Human cells can write RNA sequences into DNA, study shows

For the first time, scientists have found evidence that polymerase theta can write RNA segments back into DNA.


Scientists at Thomas Jefferson University, US, have provided the first evidence that RNA segments can be written back into DNA. According to the researchers, these findings potentially challenge a central dogma in biology and could have wide implications.

Cells contain polymerases that duplicate DNA into another set that goes into a newly formed cell. These also build RNA messages so they can be read more efficiently into proteins. Polymerases were thought to only work in one direction – DNA into DNA or RNA. This prevents RNA messages from being rewritten back into the master recipe book of genomic DNA. However, the study sheds new light on this process. 

“This work opens the door to many other studies that will help us understand the significance of having a mechanism for converting RNA messages into DNA in our own cells,” said Dr Richard Pomerantz, one of the lead researchers. “The reality that a human polymerase can do this with high efficiency, raises many questions.”

For example, this finding suggests that RNA messages can be used as templates for repairing or re-writing genomic DNA.

The team started by investigating polymerase theta. This repairs DNA, but is error-prone and produces mutations. The researchers therefore noticed that some of polymerase theta’s “bad” qualities were ones it shared with another cellular machine – reverse transcriptase. Like polymerase theta, HIV reverse transcriptase acts as a DNA polymerase, but can also bind RNA and read RNA back into a DNA strand.

In a series of experiments, the researchers tested polymerase theta against the reverse transcriptase from HIV. They showed that polymerase theta was capable of converting RNA messages into DNA, which it did as well as HIV reverse transcriptase and that it did a better job than when duplicating DNA to DNA. Polymerase theta was also more efficient and introduced fewer errors when using an RNA template to write new DNA messages, suggesting that this function could be its primary purpose in the cell.

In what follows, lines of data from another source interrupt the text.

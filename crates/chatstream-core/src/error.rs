//! Core domain errors.

use thiserror::Error;

/// Errors raised when a conversation transition is not allowed.
#[derive(Debug, Error, PartialEq, Eq)]
pub enum CoreError {
    /// A chunk or terminal transition arrived with no bot message in flight.
    #[error("no message in flight")]
    NoMessageInFlight,

    /// A new exchange was started while another is still in flight.
    #[error("a response is already in flight")]
    ExchangeInFlight,
}
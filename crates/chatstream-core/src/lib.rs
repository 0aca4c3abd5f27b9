//! chatstream Core Domain Types
//!
//! This crate contains the conversation model and the reducer that turns a
//! stream of interpreted chunks into conversation snapshots. It has no
//! dependencies on:
//! - Network/HTTP
//! - Async runtimes
//! - Rendering
//!
//! Everything here is a pure function of its inputs, apart from the
//! timestamps and ids assigned to new messages and tool records.

pub mod chat;
pub mod chunk;
pub mod conversation;
pub mod error;
pub mod ids;
pub mod status;

// Re-export commonly used types
pub use chat::{Author, Message, ToolRecord};
pub use chunk::Chunk;
pub use conversation::{Conversation, Reducer, DEFAULT_COMPLETION_SENTINEL};
pub use error::CoreError;
pub use ids::{ThreadId, ToolRecordId};
pub use status::{MessageState, Phase};
//! Conversation snapshots and the reducer that folds streamed chunks into them.
//!
//! A [`Conversation`] is an immutable snapshot. Every transition returns a new
//! snapshot that shares all untouched messages with the previous one through
//! `Arc`, so publishing a snapshot to a renderer is cheap and the renderer can
//! never observe a half-applied chunk.

use std::sync::Arc;

use serde::{Deserialize, Serialize};
use tracing::trace;

use crate::chat::{Author, Message, ToolRecord};
use crate::chunk::Chunk;
use crate::error::CoreError;
use crate::status::{MessageState, Phase};

/// Tool output the upstream agent sends when a tool finished without a
/// result worth showing.
pub const DEFAULT_COMPLETION_SENTINEL: &str = "Agent has finished calling the tool.";

/// Ordered conversation history.
///
/// At most one message is in flight, and it is always the last one.
#[derive(Debug, Clone, Default, PartialEq, Serialize, Deserialize)]
pub struct Conversation {
    messages: Vec<Arc<Message>>,
}

impl Conversation {
    /// Create an empty conversation.
    pub fn new() -> Self {
        Self::default()
    }

    /// Create a conversation opened by a bot greeting.
    pub fn with_greeting(greeting: impl Into<String>) -> Self {
        Self {
            messages: vec![Arc::new(Message::bot(greeting))],
        }
    }

    /// All messages in order.
    pub fn messages(&self) -> &[Arc<Message>] {
        &self.messages
    }

    /// Number of messages.
    pub fn len(&self) -> usize {
        self.messages.len()
    }

    /// Returns true if there are no messages.
    pub fn is_empty(&self) -> bool {
        self.messages.is_empty()
    }

    /// The last message, if any.
    pub fn last(&self) -> Option<&Message> {
        self.messages.last().map(Arc::as_ref)
    }

    /// The in-flight bot message, if a response is being assembled.
    pub fn in_flight(&self) -> Option<&Message> {
        self.last()
            .filter(|m| m.author == Author::Bot && m.is_in_flight())
    }

    /// Returns true if any user message has been submitted.
    pub fn has_user_messages(&self) -> bool {
        self.messages.iter().any(|m| m.author == Author::User)
    }

    /// Append a user message followed by an empty bot placeholder.
    pub fn begin_exchange(&self, prompt: impl Into<String>) -> Result<Self, CoreError> {
        if self.in_flight().is_some() {
            return Err(CoreError::ExchangeInFlight);
        }

        let mut messages = self.messages.clone();
        messages.push(Arc::new(Message::user(prompt)));
        messages.push(Arc::new(Message::placeholder()));
        Ok(Self { messages })
    }

    /// Produce a new snapshot with the in-flight message replaced by `update`'s result.
    fn with_in_flight<F>(&self, update: F) -> Result<Self, CoreError>
    where
        F: FnOnce(&mut Message),
    {
        let current = self.in_flight().ok_or(CoreError::NoMessageInFlight)?;

        let mut next = current.clone();
        update(&mut next);

        let mut messages = self.messages.clone();
        let last = messages.len() - 1;
        messages[last] = Arc::new(next);
        Ok(Self { messages })
    }

    /// Close the in-flight message, keeping its tool records.
    ///
    /// The content becomes the streamed text if any stream chunk arrived,
    /// otherwise the last status text stays.
    pub fn finalize(&self) -> Result<Self, CoreError> {
        self.with_in_flight(|message| {
            if let Some(streamed) = message.streamed.take() {
                message.content = streamed;
            }
            message.state = MessageState::Final;
        })
    }

    /// Replace the in-flight message with a final bot message holding `error_text`.
    pub fn fail(&self, error_text: &str) -> Result<Self, CoreError> {
        self.with_in_flight(|message| {
            message.content = error_text.to_string();
            message.tool_records.clear();
            message.streamed = None;
            message.state = MessageState::Final;
        })
    }
}

/// Applies chunks to the in-flight message of a conversation.
#[derive(Debug, Clone)]
pub struct Reducer {
    completion_sentinel: String,
}

impl Default for Reducer {
    fn default() -> Self {
        Self::new(DEFAULT_COMPLETION_SENTINEL)
    }
}

impl Reducer {
    /// Create a reducer that treats `completion_sentinel` as an empty tool result.
    pub fn new(completion_sentinel: impl Into<String>) -> Self {
        Self {
            completion_sentinel: completion_sentinel.into(),
        }
    }

    /// Returns true if a tool_end text is a real tool output.
    pub fn is_tool_output(&self, text: &str) -> bool {
        !text.is_empty() && text != self.completion_sentinel
    }

    /// Fold one chunk into the conversation, returning the next snapshot.
    pub fn apply(&self, conversation: &Conversation, chunk: Chunk) -> Result<Conversation, CoreError> {
        let phase = chunk.phase();
        trace!(?phase, text_len = chunk.text().len(), "Applying chunk");

        conversation.with_in_flight(|message| {
            message.state = MessageState::Active(phase);

            match chunk {
                Chunk::Stream { text } => {
                    let streamed = message.streamed.get_or_insert_with(String::new);
                    streamed.push_str(&text);
                    message.content = streamed.clone();
                }
                Chunk::ToolEnd { text, structured } => {
                    if self.is_tool_output(&text) {
                        message.tool_records.push(ToolRecord::new(text, structured));
                    }
                    message.content = status_text(phase);
                }
                Chunk::Thinking { .. } | Chunk::ToolStart { .. } => {
                    message.content = status_text(phase);
                }
            }
        })
    }
}

fn status_text(phase: Phase) -> String {
    phase.status_text().unwrap_or_default().to_string()
}
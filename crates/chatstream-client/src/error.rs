//! Error types for the streaming chat client.

use chatstream_core::CoreError;
use thiserror::Error;

/// Errors that can occur while talking to the streaming endpoint.
#[derive(Debug, Error)]
pub enum ClientError {
    /// Connection, request or body read failure reported by the HTTP client.
    #[error("HTTP error: {0}")]
    Http(#[from] reqwest::Error),

    /// The server answered with a non-success status.
    #[error("HTTP {status} from {url}")]
    Status { status: u16, url: String },

    /// The response stream failed or closed early.
    #[error("stream error: {0}")]
    Stream(String),

    /// The client configuration is unusable.
    #[error("invalid configuration: {0}")]
    InvalidConfig(String),

    /// The conversation rejected a transition.
    #[error("conversation error: {0}")]
    Conversation(#[from] CoreError),
}
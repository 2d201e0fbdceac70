//! Pool configuration options

use std::fmt;
use std::str::FromStr;

use crate::errors::{PoolError, PoolResult};

/// How much capacity the pool adds when a borrow finds no free slot.
///
/// The strategy is fixed when the pool is built. Any value outside the two
/// cases below is rejected at construction time with
/// [`PoolError::InvalidGrowthConfiguration`].
///
/// # Examples
///
/// ```
/// use slot_pool::GrowthStrategy;
///
/// let strategy: GrowthStrategy = "linear".parse().unwrap();
/// assert_eq!(strategy, GrowthStrategy::Linear { increment: 1024 });
/// assert_eq!(strategy.to_string(), "linear growth");
///
/// assert!("quadratic".parse::<GrowthStrategy>().is_err());
/// ```
#[derive(Debug, Clone, Copy, PartialEq, Eq)]
#[cfg_attr(feature = "serde", derive(serde::Serialize, serde::Deserialize))]
#[cfg_attr(feature = "serde", serde(rename_all = "snake_case"))]
pub enum GrowthStrategy {
    /// Append a block of `increment` slots.
    Linear { increment: usize },

    /// Append a block that brings total capacity to `capacity * multiplier`.
    Exponential { multiplier: usize },
}

impl GrowthStrategy {
    pub const DEFAULT_LINEAR_INCREMENT: usize = 1024;
    pub const DEFAULT_MULTIPLIER: usize = 2;

    /// Linear growth with the default increment.
    pub const fn linear() -> Self {
        Self::Linear {
            increment: Self::DEFAULT_LINEAR_INCREMENT,
        }
    }

    /// Exponential growth with the default (doubling) multiplier.
    pub const fn exponential() -> Self {
        Self::Exponential {
            multiplier: Self::DEFAULT_MULTIPLIER,
        }
    }

    /// Builds a strategy from a strategy name and a raw parameter, as read
    /// from configuration text.
    ///
    /// # Examples
    ///
    /// ```
    /// use slot_pool::{GrowthStrategy, PoolError};
    ///
    /// let strategy = GrowthStrategy::from_parts("exponential", 3).unwrap();
    /// assert_eq!(strategy, GrowthStrategy::Exponential { multiplier: 3 });
    ///
    /// let err = GrowthStrategy::from_parts("linear", 0).unwrap_err();
    /// assert!(matches!(err, PoolError::InvalidGrowthConfiguration(_)));
    /// ```
    pub fn from_parts(kind: &str, parameter: i64) -> PoolResult<Self> {
        if parameter <= 0 {
            return Err(PoolError::InvalidGrowthConfiguration(format!(
                "growth parameter must be positive, got {parameter}"
            )));
        }

        let parameter = usize::try_from(parameter).map_err(|_| {
            PoolError::InvalidGrowthConfiguration(format!(
                "growth parameter {parameter} does not fit in usize"
            ))
        })?;

        let strategy = match kind.parse::<Self>()? {
            Self::Linear { .. } => Self::Linear {
                increment: parameter,
            },
            Self::Exponential { .. } => Self::Exponential {
                multiplier: parameter,
            },
        };

        strategy.validate()?;
        Ok(strategy)
    }

    /// Checks the strategy parameter is usable.
    pub fn validate(&self) -> PoolResult<()> {
        match *self {
            Self::Linear { increment: 0 } => Err(PoolError::InvalidGrowthConfiguration(
                "linear increment must be at least 1".to_string(),
            )),
            Self::Exponential { multiplier } if multiplier < 2 => {
                Err(PoolError::InvalidGrowthConfiguration(format!(
                    "exponential multiplier must be at least 2, got {multiplier}"
                )))
            }
            _ => Ok(()),
        }
    }

    /// Size of the next block to append to a pool currently holding
    /// `capacity` slots. `None` if the arithmetic overflows.
    pub(crate) fn next_block_size(&self, capacity: usize, min_block_size: usize) -> Option<usize> {
        match *self {
            Self::Linear { increment } => Some(increment),
            Self::Exponential { multiplier } => {
                let target = capacity.checked_mul(multiplier)?;
                Some((target - capacity).max(min_block_size))
            }
        }
    }
}

impl Default for GrowthStrategy {
    fn default() -> Self {
        Self::exponential()
    }
}

impl fmt::Display for GrowthStrategy {
    fn fmt(&self, f: &mut fmt::Formatter<'_>) -> fmt::Result {
        match self {
            Self::Linear { .. } => f.write_str("linear growth"),
            Self::Exponential { .. } => f.write_str("exponential growth"),
        }
    }
}

impl FromStr for GrowthStrategy {
    type Err = PoolError;

    /// Parses a strategy name into that strategy with its default parameter.
    fn from_str(s: &str) -> Result<Self, Self::Err> {
        let normalized = s.trim().to_ascii_lowercase().replace(['_', ' '], "");

        match normalized.as_str() {
            "linear" | "lineargrowth" => Ok(Self::linear()),
            "exponential" | "exponentialgrowth" => Ok(Self::exponential()),
            _ => Err(PoolError::InvalidGrowthConfiguration(format!(
                "unknown growth strategy {s:?}"
            ))),
        }
    }
}

/// What happens to an element's contents when it is returned.
#[derive(Debug, Clone, Copy, PartialEq, Eq, Default)]
#[cfg_attr(feature = "serde", derive(serde::Serialize, serde::Deserialize))]
#[cfg_attr(feature = "serde", serde(rename_all = "snake_case"))]
pub enum ReturnPolicy {
    /// Leave the element as the borrower left it. The next borrower must
    /// not assume anything about its contents.
    #[default]
    Keep,

    /// Replace the element with a freshly constructed value before it
    /// becomes available again.
    Reset,
}

/// Configuration for object pool behavior
///
/// # Examples
///
/// ```
/// use slot_pool::{GrowthStrategy, PoolConfiguration, ReturnPolicy};
///
/// let config = PoolConfiguration::new()
///     .with_initial_capacity(64)
///     .with_growth_strategy(GrowthStrategy::Linear { increment: 32 })
///     .with_max_capacity(1024)
///     .with_return_policy(ReturnPolicy::Reset);
///
/// assert_eq!(config.initial_capacity, 64);
/// assert_eq!(config.max_capacity, Some(1024));
/// assert!(config.validate().is_ok());
/// ```
#[derive(Debug, Clone, PartialEq, Eq)]
#[cfg_attr(feature = "serde", derive(serde::Serialize, serde::Deserialize))]
#[cfg_attr(feature = "serde", serde(default))]
pub struct PoolConfiguration {
    /// Number of slots allocated when the pool is built
    pub initial_capacity: usize,

    /// Growth policy applied when the pool is exhausted
    pub growth_strategy: GrowthStrategy,

    /// Smallest block exponential growth will append
    pub min_block_size: usize,

    /// Upper bound on total capacity
    pub max_capacity: Option<usize>,

    /// Content handling for returned elements
    pub return_policy: ReturnPolicy,
}

impl Default for PoolConfiguration {
    fn default() -> Self {
        Self {
            initial_capacity: 0,
            growth_strategy: GrowthStrategy::default(),
            min_block_size: 8,
            max_capacity: None,
            return_policy: ReturnPolicy::Keep,
        }
    }
}

impl PoolConfiguration {
    /// Create a new configuration with default values
    pub fn new() -> Self {
        Self::default()
    }

    /// Builds a configuration from the three construction parameters: initial
    /// capacity, strategy name and strategy parameter.
    ///
    /// # Examples
    ///
    /// ```
    /// use slot_pool::{GrowthStrategy, PoolConfiguration};
    ///
    /// let config = PoolConfiguration::from_parts(16, "linear", 16).unwrap();
    /// assert_eq!(config.growth_strategy, GrowthStrategy::Linear { increment: 16 });
    ///
    /// assert!(PoolConfiguration::from_parts(16, "exponential", -1).is_err());
    /// ```
    pub fn from_parts(initial_capacity: usize, kind: &str, parameter: i64) -> PoolResult<Self> {
        let config = Self::new()
            .with_initial_capacity(initial_capacity)
            .with_growth_strategy(GrowthStrategy::from_parts(kind, parameter)?);

        config.validate()?;
        Ok(config)
    }

    /// Set the number of slots allocated up front
    pub fn with_initial_capacity(mut self, capacity: usize) -> Self {
        self.initial_capacity = capacity;
        self
    }

    /// Set the growth strategy
    pub fn with_growth_strategy(mut self, strategy: GrowthStrategy) -> Self {
        self.growth_strategy = strategy;
        self
    }

    /// Set the smallest block exponential growth will append
    pub fn with_min_block_size(mut self, size: usize) -> Self {
        self.min_block_size = size;
        self
    }

    /// Cap the total capacity
    pub fn with_max_capacity(mut self, capacity: usize) -> Self {
        self.max_capacity = Some(capacity);
        self
    }

    /// Set how returned elements are treated
    pub fn with_return_policy(mut self, policy: ReturnPolicy) -> Self {
        self.return_policy = policy;
        self
    }

    /// Checks the configuration is internally consistent.
    pub fn validate(&self) -> PoolResult<()> {
        self.growth_strategy.validate()?;

        if self.min_block_size == 0 {
            return Err(PoolError::InvalidGrowthConfiguration(
                "minimum block size must be at least 1".to_string(),
            ));
        }

        if let Some(max) = self.max_capacity
            && max < self.initial_capacity
        {
            return Err(PoolError::InvalidGrowthConfiguration(format!(
                "maximum capacity {max} is below initial capacity {}",
                self.initial_capacity
            )));
        }

        Ok(())
    }
}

The group used X-ray crystallography to define the structure and found that this molecule was able to change shape in order to accommodate the more bulky RNA molecule, which is unique among polymerases.

“Our research suggests that polymerase theta’s main function is to act as a reverse transcriptase,” said Pomerantz. “In healthy cells, the purpose of this molecule may be toward RNA-mediated DNA repair. In unhealthy cells, such as cancer cells, polymerase theta is highly expressed and promotes cancer cell growth and drug resistance. It will be exciting to further understand how polymerase theta’s activity on RNA contributes to DNA repair and cancer-cell proliferation.”

The work was published in Science Advances.